Богунович услышал удары собственного сердца и испугался, как бы их не услышали другие: очень гулкими они были, как удары молота, даже зазвенело в ушах, закололо в виске.
Первым подал голос Рудковский:
— Любой из нас застрелил бы такого сукиного сына.
— Ты за себя говори! — почему-то снова разозлился Степанов и закашлялся.
— Я за себя и говорю.
— Анархисты, — упрекнул Степанов и дружелюбно обратился к командиру третьего батальона: — Твое слово, Берестень…
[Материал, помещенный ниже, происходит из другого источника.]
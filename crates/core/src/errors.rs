use std::path::PathBuf;

/// Result type alias for credmount operations
pub type Result<T> = std::result::Result<T, Error>;

/// Core error type for credmount operations
#[derive(Debug, thiserror::Error)]
pub enum Error {
    /// Zero or several vault records carry the requested name
    #[error("{}", format_not_found(.name, *.matches))]
    NotFound { name: String, matches: usize },

    /// A vault field carries more than one value
    #[error(
        "multiple values appear for secret record '{record}' {section} '{field}'; \
         inspect the raw vault record and parse it manually"
    )]
    MultiValue {
        record: String,
        section: String,
        field: String,
    },

    /// A local-store file exists but does not hold a valid record
    #[error("local store record for secret '{name}' at '{path}' is malformed: {source}")]
    MalformedStoreRecord {
        name: String,
        path: PathBuf,
        #[source]
        source: serde_json::Error,
    },

    /// Provisioning the local store failed for a reason other than permissions
    #[error("failed to provision local store with {backend}: {message}")]
    ProvisioningFatal { backend: String, message: String },

    /// Vault client errors that are not lookup failures
    #[error("vault error: {message}")]
    Vault { message: String },

    /// Command execution errors
    #[error("{}", format_command_error(.command, .args, .message, .exit_code))]
    CommandExecution {
        command: String,
        args: Vec<String>,
        message: String,
        exit_code: Option<i32>,
    },

    /// Configuration errors
    #[error("configuration error: {message}")]
    Configuration { message: String },

    /// File system operations
    #[error("file system {operation} operation failed for '{path}': {source}")]
    FileSystem {
        path: PathBuf,
        operation: String,
        #[source]
        source: std::io::Error,
    },

    /// JSON serialization/deserialization errors
    #[error("JSON error: {message}")]
    Json {
        message: String,
        #[source]
        source: serde_json::Error,
    },
}

fn format_not_found(name: &str, matches: usize) -> String {
    if matches == 0 {
        format!("secret record '{name}' was not found by this application")
    } else {
        format!("'{name}' belongs to {matches} records; rename them so the title is unique")
    }
}

fn format_command_error(
    command: &str,
    args: &[String],
    message: &str,
    exit_code: &Option<i32>,
) -> String {
    let args_str = args.join(" ");
    let invocation = if args_str.is_empty() {
        command.to_string()
    } else {
        format!("{command} {args_str}")
    };
    match exit_code {
        Some(code) => format!("command '{invocation}' failed with exit code {code}: {message}"),
        None => format!("command '{invocation}' failed: {message}"),
    }
}

impl From<std::io::Error> for Error {
    fn from(error: std::io::Error) -> Self {
        Error::FileSystem {
            path: PathBuf::new(),
            operation: "unknown".to_string(),
            source: error,
        }
    }
}

impl From<serde_json::Error> for Error {
    fn from(error: serde_json::Error) -> Self {
        Error::Json {
            message: error.to_string(),
            source: error,
        }
    }
}

// Helper methods for creating errors with context
impl Error {
    /// Create a not-found error for a secret name with `matches` vault hits
    #[must_use]
    pub fn not_found(name: impl Into<String>, matches: usize) -> Self {
        Error::NotFound {
            name: name.into(),
            matches,
        }
    }

    /// Create a multi-value field error
    #[must_use]
    pub fn multi_value(
        record: impl Into<String>,
        section: impl Into<String>,
        field: impl Into<String>,
    ) -> Self {
        Error::MultiValue {
            record: record.into(),
            section: section.into(),
            field: field.into(),
        }
    }

    /// Create a malformed store record error
    #[must_use]
    pub fn malformed_store_record(
        name: impl Into<String>,
        path: impl Into<PathBuf>,
        source: serde_json::Error,
    ) -> Self {
        Error::MalformedStoreRecord {
            name: name.into(),
            path: path.into(),
            source,
        }
    }

    /// Create a fatal provisioning error
    #[must_use]
    pub fn provisioning_fatal(backend: impl Into<String>, message: impl Into<String>) -> Self {
        Error::ProvisioningFatal {
            backend: backend.into(),
            message: message.into(),
        }
    }

    /// Create a vault error
    #[must_use]
    pub fn vault(message: impl Into<String>) -> Self {
        Error::Vault {
            message: message.into(),
        }
    }

    /// Create a command execution error
    #[must_use]
    pub fn command_execution(
        command: impl Into<String>,
        args: Vec<String>,
        message: impl Into<String>,
        exit_code: Option<i32>,
    ) -> Self {
        Error::CommandExecution {
            command: command.into(),
            args,
            message: message.into(),
            exit_code,
        }
    }

    /// Create a configuration error
    #[must_use]
    pub fn configuration(message: impl Into<String>) -> Self {
        Error::Configuration {
            message: message.into(),
        }
    }

    /// Create a file system error with context
    #[must_use]
    pub fn file_system(
        path: impl Into<PathBuf>,
        operation: impl Into<String>,
        source: std::io::Error,
    ) -> Self {
        Error::FileSystem {
            path: path.into(),
            operation: operation.into(),
            source,
        }
    }

    /// Whether this error is a not-found lookup failure
    #[must_use]
    pub fn is_not_found(&self) -> bool {
        matches!(self, Error::NotFound { .. })
    }

    /// The secret name carried by lookup and parse errors, if any
    #[must_use]
    pub fn secret_name(&self) -> Option<&str> {
        match self {
            Error::NotFound { name, .. } | Error::MalformedStoreRecord { name, .. } => Some(name),
            Error::MultiValue { record, .. } => Some(record),
            _ => None,
        }
    }
}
Берестень, всегда медлительный, не сразу поднялся. Может, потому, что в этот миг вернулся Пастушенко, стал в открытых дверях, откуда потянуло холодом; все жадно вдыхали свежий воздух.
Берестень чесал затылок и рассуждал:
— Конечно, на самосуд права нет… Но как бы сделал я? Если бы из моего батальона… Не знаю. Тут еще возраст нужно учесть… Мне сорок… у меня дети…
— Голубчик, мне шестьдесят, а я доставал револьвер… клянусь. Только Сергей Валентинович опередил меня…
«Почему старик так выгораживает меня? Он же ругал меня всю дорогу. Вздыхал, стонал!» — подумал Богунович.
— Бугаенко.
— Передать штабу фронта. Пусть они судят. Комитетчики недовольно загудели: признавали только свой суд, никаких штабов!
— Шатрул.
Шатрун бросил на пол потушенный окурок, старательно растер его сапогом.
Этот его жест особенно испугал Богуновича. Но Шатрун вдруг поднял голову, весело и хитро сверкнул на подсудимого глазами и громко сказал:
— Межень — контра. А с контрой — разговор короткий. Командира оправдать!
И зазвучало на разные лады это слово:
— Оправдать.
— Оправдать.
Тогда Богуновичу показалось, что флигель покачнулся, комната снова наполнилась густым туманом. Появился иной страх: не проявить бы слабость — не упасть от головокружения.
Но Пастушенко, как бы увидев, в каком он состоянии, сжал его руку в локте и этим вернул силу, ощущение реальности и способность сказать:
— Спасибо, товарищи. До смерти не забуду…
Часть вторая
Урок истории
Глава первая:
Беспрерывная битва
1
Январские волнения рабочих в Германии и Австро-Венгрии, бурные выступления болгарского народа за мир с Россией вынуждали делегации Четверного союза маневрировать на переговорах в Бресте. Кюльману, Чернину, Попову и даже Талаат-паше пришлось произнести немало красивых речей о стремлении их правительств к миру, об уважении к другим народам, особенно к тем, земли которых топтали сапоги кайзеровских солдат, — полякам, литовцам, латышам, украинцам (белорусов как нацию не вспоминали), о праве этих народов на государственность, на самоопределение. Слова, слова… Огромный том дешевой демагогии.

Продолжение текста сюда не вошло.